Dairy Sector Innovation: a surprising win-win for nutrition and environmental sustainability in Pakistan

Geneva, 12 April 2023 - 

The pressing need to improve environmental sustainability and resilience became manifest in Pakistan in 2022, when severe floods destroyed crops across two-thirds of the country’s food basket, contributing to surging food prices, lost incomes, and increased poverty and driving over 14 million people to be in need of emergency food assistance. The lower-middle income country has contributed very little to global climate change – Pakistan is responsible for 0.28% of historical greenhouse gas (GHG) emissions, compared to 25% for the US, the largest historical emitter. Yet it is strongly feeling the effects, making it essential to not only build resilience but also increase environmental sustainability across all sectors of the country’s economy. 

The agri-food sector can play a key role in doing so: 41% of Pakistan’s GHG emissions come from agriculture, which is also a major source of local water and air pollution. This is partly due to inefficient production: producing a kilogram of food in Pakistan generally requires more resources, emissions, and waste than producing a kilogram of food in a high-income country. Finding more efficient uses of resources and reducing waste can decrease the overall environmental footprint of the food sector.

One prime area for doing so is the dairy sector: Pakistan is the fourth-largest dairy producer in the world, producing nearly 62 billion litres a year. Yet produced alongside this impressive production volume is a large amount of waste, particularly of whey, the watery part of milk that remains when the curd is removed for making cheese: producing 1 kg of cheese results in 9 kg of whey. Globally, about half of this is disposed in wastewater. Whey has a high content of organic matter and nutrients, which can cause serious damage to local ecosystems; safe disposal requires expensive and complex sewage treatments. Finding creative ways to use whey, instead of disposing it, can thus play an important role in increasing environmental sustainability.

A man selling vegetables in Pakistan with a green background

A new GAIN partnership funded by Danida Market Development Partnerships aims to change that and to increase the acceptability and availability of safe, nutritious dairy products. © GAIN

It can also play a role in addressing malnutrition: whey contains high nutrient content, including proteins, vitamins, and minerals. These are sorely needed to improve diets in Pakistan, where 17% of the population is undernourished and only 15% of young children and 54% of women eat diets of minimal diversity. Currently, most of Pakistan’s low-income population cannot afford milk – indeed, nearly half of Pakistani households are unable to meet their nutritional needs due to poverty. Yet while whey has become an important ingredient in high-quality foods worldwide, its use remains underdeveloped in Pakistan. 

A new GAIN partnership funded by Danida Market Development Partnerships aims to change that and to increase the acceptability and availability of safe, nutritious dairy products. It will collaborate with local businesses to develop a nutritious whey-based drink, affordable to low-income Pakistani consumers and economically viable for businesses. Local partner dairies in Punjab and Khyber Pakhtunkhwa who are interested in collaborating—and have sufficient excess whey production - will be invited to participate in a co-creation process that adapts the general whey-based product concept to dairies’ specific production set-up and capacity. 

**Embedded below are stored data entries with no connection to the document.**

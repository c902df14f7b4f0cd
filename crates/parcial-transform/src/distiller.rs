//! Distillation: one Partial per label.
//!
//! Analysis often breaks one harmonic into several Partials, and
//! channelization gives all of them the same label. Distillation fuses each
//! label's Partials into one. The longest Partial is the base; each shorter
//! one contributes the Breakpoints that fall where the base is silent
//! (framed by null Breakpoints so the fused Partial fades cleanly), and the
//! rest of its energy is absorbed into the base as noise. Unlabeled
//! Partials are collated rather than fused.

use crate::collator::{Collator, DEFAULT_FADE_TIME, DEFAULT_GAP_TIME};
use parcial_core::{
    Breakpoint, Error, Label, Partial, Result, SHORTEST_SAFE_FADE_TIME, make_null_after, make_null_before,
    partial_utils,
};
use std::ops::Range;
use tracing::debug;

/// Fuses same-labeled Partials.
///
/// # Example
///
/// ```rust
/// use parcial_core::{Breakpoint, Partial};
/// use parcial_transform::Distiller;
///
/// let piece = |start: f64, end: f64| {
///     let mut p = Partial::with_label(1);
///     p.insert(start, Breakpoint::new(440.0, 0.2, 0.0, 0.0));
///     p.insert(end, Breakpoint::new(440.0, 0.2, 0.0, 0.0));
///     p
/// };
///
/// let distilled = Distiller::default().distill(vec![piece(0.0, 0.5), piece(1.0, 1.2)]);
/// assert_eq!(distilled.len(), 1);
/// assert_eq!(distilled[0].start_time(), 0.0);
/// assert_eq!(distilled[0].end_time(), 1.2);
/// ```
#[derive(Debug, Clone, Copy, PartialEq)]
pub struct Distiller {
    fade_time: f64,
    gap_time: f64,
    collator: Collator,
}

impl Default for Distiller {
    fn default() -> Self {
        Self {
            fade_time: DEFAULT_FADE_TIME,
            gap_time: DEFAULT_GAP_TIME,
            collator: Collator::default(),
        }
    }
}

impl Distiller {
    /// Create a distiller.
    ///
    /// # Errors
    ///
    /// Returns [`Error::InvalidArgument`] if either time is negative.
    pub fn new(fade_time: f64, gap_time: f64) -> Result<Self> {
        if fade_time.is_nan() || fade_time < 0.0 {
            return Err(Error::invalid_argument("distiller fade time must be non-negative"));
        }
        if gap_time.is_nan() || gap_time < 0.0 {
            return Err(Error::invalid_argument("distiller gap time must be non-negative"));
        }
        Ok(Self {
            fade_time,
            gap_time,
            collator: Collator::new(fade_time, gap_time)?,
        })
    }

    /// Fade time in seconds.
    pub fn fade_time(&self) -> f64 {
        self.fade_time
    }

    /// Gap time in seconds.
    pub fn gap_time(&self) -> f64 {
        self.gap_time
    }

    /// Distill a collection.
    ///
    /// The result holds one Partial per nonzero label, in ascending label
    /// order, followed by the collated unlabeled Partials, which are
    /// numbered from one above the highest label (and from 1 at least).
    pub fn distill(&self, mut partials: Vec<Partial>) -> Vec<Partial> {
        let before = partials.len();
        partial_utils::sort_by_label(&mut partials);
        let max_label = partials.last().map_or(0, Partial::label);

        let mut out = Vec::new();
        let mut unlabeled = Vec::new();
        let mut rest = partials.into_iter().peekable();
        while let Some(first) = rest.next() {
            let label = first.label();
            let mut group = vec![first];
            while let Some(p) = rest.next_if(|p| p.label() == label) {
                group.push(p);
            }

            if label == 0 {
                unlabeled = group;
            } else if group.len() > 1 {
                debug!("distill: fusing {} Partials labeled {label}", group.len());
                out.push(self.distill_one(group, label));
            } else {
                out.extend(group);
            }
        }

        if !unlabeled.is_empty() {
            let start_label = max_label.saturating_add(1).max(1);
            out.extend(self.collator.collate_unlabeled(unlabeled, start_label));
        }

        debug!("distill: {} Partials from {before}", out.len());
        out
    }

    /// Fuse a group of Partials into one labeled `label`.
    pub fn distill_one(&self, mut group: Vec<Partial>, label: Label) -> Partial {
        partial_utils::sort_by_duration_descending(&mut group);
        let mut parts = group.into_iter();
        let Some(mut base) = parts.next() else {
            return Partial::with_label(label);
        };
        base.set_label(label);

        for p in parts {
            let range = self.find_contribution(&p, &base);
            if range.is_empty() {
                base.absorb(&p);
                continue;
            }
            if range.start > 0 {
                base.absorb(&p.slice(0..range.start + 1));
            }
            if range.end < p.len() {
                base.absorb(&p.slice(range.end - 1..p.len()));
            }
            self.merge(p.slice(range), &mut base);
        }
        base
    }

    /// First run of `short`'s Breakpoints during which `long` is silent, now
    /// and one clearance later.
    fn find_contribution(&self, short: &Partial, long: &Partial) -> Range<usize> {
        let clearance = self.fade_time + self.gap_time;
        let silent = |t: f64| {
            long.amplitude_at_with_fade(t, SHORTEST_SAFE_FADE_TIME) == 0.0
                && long.amplitude_at_with_fade(t + clearance, SHORTEST_SAFE_FADE_TIME) == 0.0
        };
        let times: Vec<f64> = short.times().collect();
        let begin = times.iter().position(|&t| silent(t)).unwrap_or(times.len());
        let end = times[begin..]
            .iter()
            .position(|&t| !silent(t))
            .map_or(times.len(), |n| begin + n);
        begin..end
    }

    /// Splice `piece` into `dest`, clearing `dest` around it and framing
    /// both sides of every seam with null Breakpoints.
    fn merge(&self, mut piece: Partial, dest: &mut Partial) {
        piece.absorb(dest);
        let fade = self.fade_time;
        let clearance = fade + self.gap_time;
        let sounding = |bp: &Breakpoint| bp.amplitude() > 0.0;

        // dest Breakpoints in [erase_from, erase_to) are replaced by `piece`
        let mut erase_to = f64::INFINITY;
        let after = dest.find_after(piece.end_time() + clearance);
        if let Some((t_after, bp_after)) = dest.breakpoint(after).map(|(t, bp)| (t, *bp)) {
            if let Some(last) = piece.last().copied().filter(sounding) {
                piece.insert(piece.end_time() + fade, make_null_after(&last, fade));
            }
            erase_to = t_after;
            if sounding(&bp_after) {
                erase_to = t_after - fade;
                dest.insert(erase_to, make_null_before(&bp_after, fade));
            }
        }

        let from = dest.find_after(piece.start_time() - clearance);
        let erase_from = dest.breakpoint(from).map_or(f64::INFINITY, |(t, _)| t);
        if from > 0 {
            if let Some(first) = piece.first().copied().filter(sounding) {
                piece.insert(piece.start_time() - fade, make_null_before(&first, fade));
            }
            let before = dest.breakpoint(from - 1).map(|(t, bp)| (t, *bp));
            if let Some((t_before, bp_before)) = before.filter(|(_, bp)| sounding(bp)) {
                dest.insert(t_before + fade, make_null_after(&bp_before, fade));
            }
        }

        let lo = dest.find_after(erase_from);
        let hi = dest.find_after(erase_to);
        if lo < hi {
            dest.erase(lo..hi);
        }
        for (t, bp) in piece.iter() {
            dest.insert(t, *bp);
        }
    }
}

#[cfg(test)]
mod tests {
    use super::*;

    fn steady(label: Label, start: f64, end: f64, amp: f64) -> Partial {
        let mut p = Partial::with_label(label);
        let n = 10;
        for i in 0..=n {
            let t = start + (end - start) * f64::from(i) / f64::from(n);
            p.insert(t, Breakpoint::new(300.0, amp, 0.0, 0.0));
        }
        p
    }

    #[test]
    fn test_rejects_negative_times() {
        assert!(Distiller::new(-1.0, 0.0).is_err());
        assert!(Distiller::new(0.0, -1.0).is_err());
    }

    #[test]
    fn test_single_partials_pass_through() {
        let partials = vec![steady(2, 0.0, 1.0, 0.1), steady(1, 0.0, 1.0, 0.1)];
        let out = Distiller::default().distill(partials.clone());
        assert_eq!(out, vec![partials[1].clone(), partials[0].clone()]);
    }

    #[test]
    fn test_disjoint_pieces_are_joined_with_nulls() {
        let out = Distiller::default().distill(vec![steady(1, 1.0, 1.2, 0.3), steady(1, 0.0, 0.5, 0.3)]);
        assert_eq!(out.len(), 1);
        let p = &out[0];
        assert_eq!(p.label(), 1);
        assert_eq!(p.start_time(), 0.0);
        assert_eq!(p.end_time(), 1.2);
        assert_eq!(p.amplitude_at(0.5 + DEFAULT_FADE_TIME), 0.0, "null after the base");
        assert_eq!(p.amplitude_at(1.0 - DEFAULT_FADE_TIME), 0.0, "null before the piece");
        assert!((p.amplitude_at(1.1) - 0.3).abs() < 1e-12);
    }

    #[test]
    fn test_overlapping_piece_is_absorbed_as_noise() {
        let base = steady(1, 0.0, 1.0, 0.4);
        let inner = steady(1, 0.2, 0.4, 0.3);
        let out = Distiller::default().distill(vec![inner, base]);
        assert_eq!(out.len(), 1);
        let p = &out[0];
        assert_eq!(p.len(), 11, "no Breakpoints added");
        let (_, bp) = p.breakpoint(3).unwrap();
        // 0.3 s lies inside the absorbed Partial: energy 0.16 + 0.09
        assert!((bp.amplitude() - 0.5).abs() < 1e-12);
        assert!((bp.bandwidth() - 0.09 / 0.25).abs() < 1e-12);
        let (_, bp) = p.breakpoint(8).unwrap();
        assert_eq!(bp.bandwidth(), 0.0, "outside the absorbed span");
    }

    #[test]
    fn test_partly_overlapping_piece_contributes_its_tail() {
        let base = steady(1, 0.0, 1.0, 0.4);
        let tail = steady(1, 0.8, 1.5, 0.2);
        let out = Distiller::default().distill(vec![base, tail]);
        let p = &out[0];
        assert_eq!(p.end_time(), 1.5);
        assert_eq!(p.start_time(), 0.0);
        let times: Vec<f64> = p.times().collect();
        assert!(times.windows(2).all(|w| w[0] < w[1]));
        assert_eq!(p.amplitude_at(1.0 + DEFAULT_FADE_TIME), 0.0);
        assert!((p.amplitude_at(1.4) - 0.2).abs() < 1e-12);
    }

    #[test]
    fn test_unlabeled_collated_above_highest_label() {
        let out = Distiller::default().distill(vec![
            steady(0, 0.0, 0.1, 0.1),
            steady(3, 0.0, 1.0, 0.1),
            steady(0, 0.5, 0.6, 0.1),
        ]);
        let labels: Vec<Label> = out.iter().map(Partial::label).collect();
        assert_eq!(labels, vec![3, 4]);
    }

    #[test]
    fn test_only_unlabeled_starts_at_one() {
        let out = Distiller::default().distill(vec![steady(0, 0.0, 0.1, 0.1), steady(0, 0.05, 0.2, 0.1)]);
        let labels: Vec<Label> = out.iter().map(Partial::label).collect();
        assert_eq!(labels, vec![1, 2]);
    }

    #[test]
    fn test_distill_is_idempotent() {
        let once = Distiller::default().distill(vec![
            steady(1, 0.0, 0.5, 0.3),
            steady(1, 0.7, 1.0, 0.3),
            steady(2, 0.0, 1.0, 0.2),
            steady(0, 0.0, 0.1, 0.1),
        ]);
        let twice = Distiller::default().distill(once.clone());
        assert_eq!(once, twice);
    }
}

In collaboration with global partners, such as Arla Food Ingredients, bespoke recipes adapted to the local market, and enriched with additional micronutrients to fill dietary gaps, will be developed. Given rising challenges with diet-related non-communicable diseases like diabetes in Pakistan, only a small amount of sugar (5% or less, in line with WHO recommendations) should be added – necessitating innovative solutions like using lactase to enhance sweetness without adding sugar. To make sure the product can benefit those who need it most, partners are also exploring potential linkages with school meal and emergency relief programmes.

Through this collaboration, fusing local knowhow with cutting-edge expertise in food technology, GAIN and partners aim to transform waste into a win-win-win for nutrition, environmental sustainability, and local business growth.